When I touch the TextBox the event handler fires as expected. However, if I then touch somewhere else in the application the event will fire after 8 or 9 touches. It seems that .NET thinks the control has been directly touched even though the touch is not on top of the TextBox control. From what I can tell, the sender and mouse event args of the event handler don't show any identifiable difference between legitimate TextBox touches and the 9th touch outside the control.

This can easily be reproduced in a standalone application (see code and steps below):

  1. Touch the TextBox once. A new window should open to show the event fired.
  2. Close the window created by the event handler
  3. Touch anywhere in the application window that is NOT the TextBox 9 times.
  4. A window should open again which means the event fired.
public MainWindow()
{
    InitializeComponent();            
    MyTextBox.PreviewMouseLeftButtonDown  = MyTextBox_PreviewMouseLeftButtonDown;
}

private void MyTextBox_PreviewMouseLeftButtonDown(object sender, MouseButtonEventArgs e)
{
    var win = new Window();
    win.ShowDialog();
}
  • Is there any explanation for why a touch outside of a control can sometimes trigger a control's mouse event in .NET?
  • Is there a workaround for this issue so that both touch and mouse can be supported without false positive event triggers?

CodePudding user response:

Figured out the solution after more searching.

This is a known bug (see https://github.com/dotnet/wpf/issues/2491).

The workaround is to execute the ShowDialog() code within a Dispatcher.BeginInvoke() call in the event handler.

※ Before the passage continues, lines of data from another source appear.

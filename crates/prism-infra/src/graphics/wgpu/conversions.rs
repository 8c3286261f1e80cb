// Copyright 2025 eraflo
//
// Licensed under the Apache License, Version 2.0 (the "License");
// you may not use this file except in compliance with the License.
// You may obtain a copy of the License at
//
//     http://www.apache.org/licenses/LICENSE-2.0
//
// Unless required by applicable law or agreed to in writing, software
// distributed under the License is distributed on an "AS IS" BASIS,
// WITHOUT WARRANTIES OR CONDITIONS OF ANY KIND, either express or implied.
// See the License for the specific language governing permissions and
// limitations under the License.

use prism_core::renderer::api::{
    BlendComponent, BlendFactor, BlendOperation, BlendState, ClearColor, ColorWrites,
    CompareFunction, CullMode, DepthStencilState, FrontFace, IndexFormat, PolygonMode,
    PrimitiveTopology, SampleCount, StencilFaceState, StencilOperation, TextureFormat,
    VertexFormat,
};

/// Conversion from a prism value into its wgpu counterpart.
///
/// The orphan rule forbids `From` impls between two foreign crates' types in
/// this crate, hence a local trait.
pub trait IntoWgpu<T> {
    /// Converts `self`.
    fn into_wgpu(self) -> T;
}

/// Implements [`IntoWgpu`] for an enum whose variants have the same names in wgpu.
macro_rules! same_name_variants {
    ($($ours:ident => $theirs:ty { $($variant:ident),+ $(,)? })+) => {
        $(
            impl IntoWgpu<$theirs> for $ours {
                fn into_wgpu(self) -> $theirs {
                    match self {
                        $($ours::$variant => <$theirs>::$variant,)+
                    }
                }
            }
        )+
    };
}

same_name_variants! {
    TextureFormat => wgpu::TextureFormat {
        Rgba8Unorm, Rgba8UnormSrgb, Bgra8Unorm, Bgra8UnormSrgb,
        Rgba16Float, Rgba32Float, Depth16Unorm, Depth24PlusStencil8, Depth32Float,
    }
    VertexFormat => wgpu::VertexFormat {
        Unorm8x4, Float32, Float32x2, Float32x3, Float32x4, Uint32x4,
    }
    IndexFormat => wgpu::IndexFormat { Uint16, Uint32 }
    PrimitiveTopology => wgpu::PrimitiveTopology {
        PointList, LineList, LineStrip, TriangleList, TriangleStrip,
    }
    FrontFace => wgpu::FrontFace { Ccw, Cw }
    PolygonMode => wgpu::PolygonMode { Fill, Line }
    CompareFunction => wgpu::CompareFunction {
        Never, Less, Equal, LessEqual, Greater, NotEqual, GreaterEqual, Always,
    }
    StencilOperation => wgpu::StencilOperation {
        Keep, Zero, Replace, Invert, IncrementClamp, DecrementClamp,
    }
    BlendFactor => wgpu::BlendFactor {
        Zero, One, SrcAlpha, OneMinusSrcAlpha, DstAlpha, OneMinusDstAlpha,
    }
    BlendOperation => wgpu::BlendOperation {
        Add, Subtract, ReverseSubtract, Min, Max,
    }
}

impl IntoWgpu<u32> for SampleCount {
    fn into_wgpu(self) -> u32 {
        self.count()
    }
}

impl IntoWgpu<wgpu::Color> for ClearColor {
    fn into_wgpu(self) -> wgpu::Color {
        wgpu::Color {
            r: f64::from(self.r),
            g: f64::from(self.g),
            b: f64::from(self.b),
            a: f64::from(self.a),
        }
    }
}

impl IntoWgpu<Option<wgpu::Face>> for CullMode {
    fn into_wgpu(self) -> Option<wgpu::Face> {
        match self {
            CullMode::None => None,
            CullMode::Front => Some(wgpu::Face::Front),
            CullMode::Back => Some(wgpu::Face::Back),
        }
    }
}

impl IntoWgpu<wgpu::StencilFaceState> for StencilFaceState {
    fn into_wgpu(self) -> wgpu::StencilFaceState {
        wgpu::StencilFaceState {
            compare: self.compare.into_wgpu(),
            fail_op: self.fail_op.into_wgpu(),
            depth_fail_op: self.depth_fail_op.into_wgpu(),
            pass_op: self.pass_op.into_wgpu(),
        }
    }
}

/// Builds the wgpu depth/stencil state for a pipeline writing to `format`.
///
/// A disabled depth test becomes `Always` without writes, which is how wgpu
/// expresses "no depth test" on a pass that still has a depth attachment.
pub fn depth_stencil_state(
    state: &DepthStencilState,
    format: TextureFormat,
    rasterizer_bias: (i32, f32, f32),
) -> wgpu::DepthStencilState {
    let (constant, slope_scale, clamp) = rasterizer_bias;
    let stencil = if state.stencil_enabled {
        wgpu::StencilState {
            front: state.stencil_front.into_wgpu(),
            back: state.stencil_back.into_wgpu(),
            read_mask: state.stencil_read_mask as u32,
            write_mask: state.stencil_write_mask as u32,
        }
    } else {
        wgpu::StencilState::default()
    };

    wgpu::DepthStencilState {
        format: format.into_wgpu(),
        depth_write_enabled: state.depth_test_enabled && state.depth_write_enabled,
        depth_compare: if state.depth_test_enabled {
            state.depth_compare.into_wgpu()
        } else {
            wgpu::CompareFunction::Always
        },
        stencil,
        bias: wgpu::DepthBiasState {
            constant,
            slope_scale,
            clamp,
        },
    }
}

impl IntoWgpu<wgpu::BlendComponent> for BlendComponent {
    fn into_wgpu(self) -> wgpu::BlendComponent {
        wgpu::BlendComponent {
            src_factor: self.src_factor.into_wgpu(),
            dst_factor: self.dst_factor.into_wgpu(),
            operation: self.operation.into_wgpu(),
        }
    }
}

impl IntoWgpu<wgpu::ColorWrites> for ColorWrites {
    fn into_wgpu(self) -> wgpu::ColorWrites {
        let mut writes = wgpu::ColorWrites::empty();
        if self.contains(ColorWrites::R) {
            writes |= wgpu::ColorWrites::RED;
        }
        if self.contains(ColorWrites::G) {
            writes |= wgpu::ColorWrites::GREEN;
        }
        if self.contains(ColorWrites::B) {
            writes |= wgpu::ColorWrites::BLUE;
        }
        if self.contains(ColorWrites::A) {
            writes |= wgpu::ColorWrites::ALPHA;
        }
        writes
    }
}

impl IntoWgpu<Option<wgpu::BlendState>> for BlendState {
    fn into_wgpu(self) -> Option<wgpu::BlendState> {
        self.enabled.then(|| wgpu::BlendState {
            color: self.color.into_wgpu(),
            alpha: self.alpha.into_wgpu(),
        })
    }
}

The theory behind what might be happening is that changing focus to a new window during the event handler causes the control to continue thinking it's in a "touch down" state. When a subsequent touch is made WPF thinks it's the "second finger" of a multi touch operation and creates another handler. It does this until all "ten fingers" have been pressed. After that, it cycles back to the first handler. Since the control still thinks it's being touched it will fire when your "first finger" touches anywhere on the application.

This explains why the event triggers consistently after 9 touches outside the text box and why invoking the ShowDialog after the event handler finishes fixes the problem.